Caroline Erb: Das würde ich so nicht sehen. Vielleicht ist eine idealistische Lebenseinstellung mehr denn je gefragt, um all den Krisen und großen Herausforderungen besser begegnen zu können, ohne dabei naiv oder unrealistisch zu sein. Es heißt ja immer auch so schön, dass eine Krise eine Chance bedeuten kann. Würde jeder nur egoistisch seine eigenen Interessen verfolgen, hätte das natürlich auch äußerst negative Folgen für eine Gesellschaft. Es erfordert derzeit allerdings sehr viel Optimismus, Mut, Engagement und manchmal vielleicht auch fast eine gewisse Disziplin, um zuversichtlich in die Zukunft zu blicken und auch andere mitzureißen und zu ermutigen. Dankbarkeit, für das, was alles gut läuft und gut funktioniert, ist auch eine wichtige Ressource.

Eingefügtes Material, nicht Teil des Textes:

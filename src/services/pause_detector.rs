/// Detects an athlete holding still in a rep position.
///
/// While `holding` is true and the tracked angle moves less than the tolerance between
/// consecutive frames, elapsed time accumulates; the pause is flagged once the
/// accumulated time exceeds the threshold. Movement or leaving the hold resets it.
#[derive(Debug, Clone)]
pub struct PauseDetector {
    threshold_ms: u64,
    angle_tolerance: f32,
    last_angle: Option<f32>,
    last_timestamp_ms: Option<u64>,
    held_ms: u64,
}

impl PauseDetector {
    pub fn new(threshold_ms: u64, angle_tolerance: f32) -> Self {
        Self {
            threshold_ms,
            angle_tolerance: angle_tolerance.max(0.0),
            last_angle: None,
            last_timestamp_ms: None,
            held_ms: 0,
        }
    }

    /// Feed one frame; returns whether the athlete is currently paused
    pub fn update(&mut self, angle: f32, timestamp_ms: u64, holding: bool) -> bool {
        let still = self
            .last_angle
            .map_or(false, |last| (angle - last).abs() < self.angle_tolerance);

        if holding && still {
            let elapsed = self
                .last_timestamp_ms
                .map_or(0, |last| timestamp_ms.saturating_sub(last));
            self.held_ms = self.held_ms.saturating_add(elapsed);
        } else {
            self.held_ms = 0;
        }

        self.last_angle = Some(angle);
        self.last_timestamp_ms = Some(timestamp_ms);

        self.is_paused()
    }

    pub fn is_paused(&self) -> bool {
        self.held_ms > self.threshold_ms
    }

    pub fn held_ms(&self) -> u64 {
        self.held_ms
    }

    pub fn reset(&mut self) {
        self.last_angle = None;
        self.last_timestamp_ms = None;
        self.held_ms = 0;
    }
}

DIE FURCHE: Wie entsteht Idealismus im Menschen? Ist er von der Erziehung geprägt oder von ganz anderen Faktoren?

Erb: Idealismus bedeutet, sein Denken und Handeln an Idealen auszurichten. Die Welt ist die Idee, die wir von ihr haben. Eigene Bedürfnisse werden teilweise untergeordnet, Selbstlosigkeit, Nächstenliebe, Hilfsbereitschaft, Empathie, Gerechtigkeit und Engagement sind wichtige Eckpfeiler für das Streben und die Sehnsucht nach einer „besseren Welt“. Unsere familiären und persönlichen Erfahrungen spielen eine große Rolle, was wir als ideal und erstrebenswert erachten. Gab es beispielsweise prägende Vorbilder und Bezugspersonen, wurde zu Hause leidenschaftlich diskutiert, hat sich jemand sozial oder politisch engagiert, hat man Stellung zu wichtigen Fragen des Lebens bezogen, welche Werte wurden hochgehalten und gefördert, gab es Schicksalsschläge oder individuelle Erfahrungen, die mein Denken und Handeln nachhaltig beeinflusst haben? Soziokulturelle Faktoren spielen natürlich auch eine Rolle, welchen Idealen jemand nacheifert.

DIE FURCHE: Warum brauchen wir überhaupt Ideale im Leben?

Erb: Konstruktive Leitbilder geben Halt und eine Richtung vor, die positive Impulse und Veränderungsprozesse in Gang setzen können. Sich für etwas engagieren, „für etwas brennen“, ist ein leidenschaftlicher Vorgang, der andere mitreißen und mobilisieren kann, was wiederum den Gemeinschaftssinn stärkt und Bindungen schafft.

DIE FURCHE: Was passiert, wenn der Idealismus zur Belastung wird, wenn man also „die Welt retten will“?

Erb: Man sollte immer wieder seine Erwartungshaltung überprüfen und seine Ziele realistisch bewerten und adaptieren. Oft geht es um kleine Rädchen, die man verstellen und verändern kann. Dabei gilt es, eine gesunde Balance zwischen Geben und Nehmen zu finden und die eigenen Wünsche, Bedürfnisse und körperlichen Grenzen zu beachten. Auch die eigenen Motive sollten immer wieder hinterfragt werden. Es besteht sonst die Gefahr, „sich selbst zu verlieren“, zu resignieren oder ein ständiges Gefühl des Scheiterns zu haben. Die Selbst wirksam keit auch „im Kleinen“ ist wichtig, ebenso das Aufladen seiner „Batterien“, man braucht selbst gute und erfreuliche Erlebnisse und Begegnungen, um nicht abzustumpfen und auszubrennen.